Two 45-minute lessons

Purpose

Students will explore how producers and consumers work together to meet human needs by using the book John Deere, That’s Who! 

Materials

Activity 1 

  • Producers and Consumers Puzzle 
  • Construction Paper 
  • Various art supplies (scissors, crayons, colored pencils, glue)

Activity 2 

  • Blacksmith for a Day Scenarios 
  • Tinfoil, one or two 12X12 sheets per student
  • Popsicle sticks
  • Various art supplies (scissors, tape, glue, construction/card stock paper) 

Essential Files (maps, charts, pictures, or documents)

Vocabulary

blacksmith: a person who makes and repairs things made out of iron and steel

consumer: a person who purchases goods and services for personal use

crop residue: Plant material remaining after harvesting including leaves, stalks, and roots

plow: A farm implement with one or more blades, drawn by a tractor or by animals used for cutting furrows in the soil and turning it over, to prepare for the planting of seeds

producer: a person or company that makes, grows, or supplies goods or services

Did you know? (Ag Facts)

  • Farmers originally used wooden plows because they thought iron and steel would poison the soil.1
  • Gumbo is a term used to describe soil that is very sticky and heavy.
  • Since John Deere manufactured his first plow in 1837, approximately 596 different tractor models have been designed, produced, and sold.2

Background Agricultural Connections

Why do farmers plow their fields? Plowing is used for a number of reasons including preparation for planting seeds, breaking up the chunky soil structure, and turning the top layer of organic matter or crop residue down into the soil. The process of plowing makes it easier for farmers to plant seeds and aids in water drainage and root growth.
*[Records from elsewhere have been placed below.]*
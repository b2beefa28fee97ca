mod watch;

use std::io::IsTerminal;
use std::path::PathBuf;
use std::sync::Arc;

use anyhow::{Result, bail};
use clap::{Parser, Subcommand};
use tracing_appender::non_blocking::WorkerGuard;
use tracing_subscriber::EnvFilter;

use citevault_config::{AppConfig, DEFAULT_CONFIG_PATH};
use citevault_sync::{FsNoteStore, Notifier, Settings, SyncApp, TracingNotifier};

#[derive(Debug, Parser)]
#[command(
    name = "citevault",
    version,
    about = "Keep Markdown reference notes in step with a Zotero Better BibTeX export"
)]
struct Cli {
    /// Settings file.
    #[arg(long, global = true, default_value = DEFAULT_CONFIG_PATH)]
    config: PathBuf,
    #[command(subcommand)]
    command: Option<Commands>,
}

#[derive(Debug, Subcommand)]
enum Commands {
    /// Run one sync from the export file (the default).
    Sync,
    /// Keep syncing whenever the export file changes.
    Watch {
        /// Sync once before starting to watch.
        #[arg(long)]
        initial_sync: bool,
    },
    /// Print the path of the library overview file.
    OpenBase,
    /// Inspect or edit settings.
    Config {
        #[command(subcommand)]
        command: ConfigCommands,
    },
}

#[derive(Debug, Subcommand)]
enum ConfigCommands {
    Show,
    /// Example: citevault config set sync.export_file_path ~/Zotero/library.json
    Set { key: String, value: String },
}

/// Prints notices on stdout for an interactive user.
struct ConsoleNotifier;

impl Notifier for ConsoleNotifier {
    fn show(&self, message: &str) {
        println!("{message}");
    }
}

fn notifier() -> Arc<dyn Notifier> {
    if std::io::stdout().is_terminal() {
        Arc::new(ConsoleNotifier)
    } else {
        Arc::new(TracingNotifier)
    }
}

fn build_app(config: &AppConfig) -> SyncApp {
    let store = Arc::new(FsNoteStore::new(config.vault_root(), &config.sync.trash_folder));
    SyncApp::new(Settings::from(config), store, notifier())
}

/// `RUST_LOG` wins over `telemetry.log_level`.  Watch mode also writes to a
/// daily file when `telemetry.log_dir` is set; keep the guard alive until exit.
fn init_tracing(config: &AppConfig, watch_mode: bool) -> Option<WorkerGuard> {
    let filter = EnvFilter::try_from_default_env()
        .unwrap_or_else(|_| EnvFilter::new(&config.telemetry.log_level));

    let log_dir = config.telemetry.log_dir.trim();
    if watch_mode && !log_dir.is_empty() {
        let appender = tracing_appender::rolling::daily(log_dir, "citevault.log");
        let (writer, guard) = tracing_appender::non_blocking(appender);
        tracing_subscriber::fmt()
            .with_env_filter(filter)
            .with_writer(writer)
            .with_ansi(false)
            .init();
        return Some(guard);
    }

    tracing_subscriber::fmt()
        .with_env_filter(filter)
        .with_writer(std::io::stderr)
        .init();
    None
}

#[tokio::main]
async fn main() -> Result<()> {
    dotenvy::dotenv().ok();
    let cli = Cli::parse();
    let command = cli.command.unwrap_or(Commands::Sync);

    let config = AppConfig::load_from(&cli.config)?;
    let _log_guard = init_tracing(&config, matches!(command, Commands::Watch { .. }));

    match command {
        Commands::Sync => {
            let app = build_app(&config);
            let Some(result) = app.trigger_sync().await else {
                bail!(
                    "no export file configured; \
                     run `citevault config set sync.export_file_path <path>`"
                );
            };
            if !result.errors.is_empty() {
                for error in &result.errors {
                    eprintln!("- {error}");
                }
                bail!("sync finished with {} error(s)", result.errors.len());
            }
        }
        Commands::Watch { initial_sync } => {
            watch::run_watch_mode(config, &cli.config, notifier(), initial_sync).await?;
        }
        Commands::OpenBase => {
            let app = build_app(&config);
            let Some(path) = app.open_base().await else {
                bail!("library overview not found");
            };
            println!("{}", config.vault_root().join(path).display());
        }
        Commands::Config { command } => match command {
            ConfigCommands::Show => print_config(&config, &cli.config),
            ConfigCommands::Set { key, value } => {
                // Edit the file itself so environment overrides are not persisted.
                let mut stored = AppConfig::load_file(&cli.config)?;
                stored.set_value(&key, &value)?;
                stored.save_to(&cli.config)?;
                println!("{key} updated in {}", cli.config.display());
                println!("restart `citevault watch` or send it SIGHUP to apply");
            }
        },
    }

    Ok(())
}

fn print_config(config: &AppConfig, path: &std::path::Path) {
    let export = if config.sync.has_export_path() {
        config.sync.export_file_path.as_str()
    } else {
        "(not set)"
    };
    let log_dir = if config.telemetry.log_dir.trim().is_empty() {
        "(stderr only)"
    } else {
        config.telemetry.log_dir.as_str()
    };

    println!("citevault configuration ({})", path.display());
    println!("- vault.path            : {}", config.vault.path);
    println!("- sync.export_file_path : {export}");
    println!("- sync.stub_folder      : {}", config.sync.effective_stub_folder());
    println!("- sync.auto_sync        : {}", config.sync.auto_sync);
    println!("- sync.debounce_ms      : {}", config.sync.debounce_ms);
    println!("- sync.batch_size       : {}", config.sync.batch_size);
    println!("- sync.batch_delay_ms   : {}", config.sync.batch_delay_ms);
    println!("- sync.restart_delay_ms : {}", config.sync.restart_delay_ms);
    println!("- sync.trash_folder     : {}", config.sync.trash_folder);
    println!("- telemetry.log_level   : {}", config.telemetry.log_level);
    println!("- telemetry.log_dir     : {log_dir}");
}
Farmers typically plow their fields in the fall after they harvest their crops. Plowing in the fall after the crops are harvested helps farmers prepare the land and soil for planting seeds in the spring.

In 1837, a blacksmith by the name of John Deere invented the first steel plow. During this time, farmers used horses to pull a single-bladed plow through the field. Today, farmers use tractors to pull a single plow with multiple blades. This allows more plowing to be done in a shorter amount of time.  

 

Interest Approach – Engagement

  1. Ask students, “What does it mean to produce something?” Allow several students to answer and discuss different options. Next, ask, “What is a producer? Who would be an example of a producer?” Explain that producers can produce either a good or a service.
  2. After discussing producers, ask the students what it means to consume. Some students might respond that consume means to eat. Explain that consuming does mean eating, but it can also mean buying a good or service from producers. Discuss that producers provide goods or services and consumers buy or use those goods and services.
  3. Ask students about various people in the community and different careers. Do these people/careers produce goods or provide services for us? (ex. A chef produces meals for us to eat, a baker produces breads and cakes, a police man provides services by keeping the community safe, etc.) Who are the consumers of these producers?
  4. Explain that producers see what other people need, and provide that good or service for them.
  5. Ask the students if they have ever heard of John Deere. Allow students to answer; some of them might recognize that their family has a John Deere lawnmower or they’ve seen a tractor before. Explain to students they are going to learn about a man named John Deere and how he became a famous producer for farmers in Illinois.

Procedures

Activity 1: Producers and Consumers

  1. Read the book John Deere, That’s Who! by Tracy Nelson Maurer.
  2. Ask students, “Who is the producer in this story? Who is the consumer? Can someone be a producer and a consumer?” Discuss these questions as a class and allow students to share some ideas.
  3. Pass out the Producers and Consumers Puzzle to each student. Students will need to cut out each puzzle piece, assemble the puzzle in the correct order, and glue it to construction paper or card stock. This puzzle will show students how the producers and consumers in the book worked together to meet human needs.
  4. Instruct students to color and illustrate a small picture on each puzzle piece representing the producers and consumers.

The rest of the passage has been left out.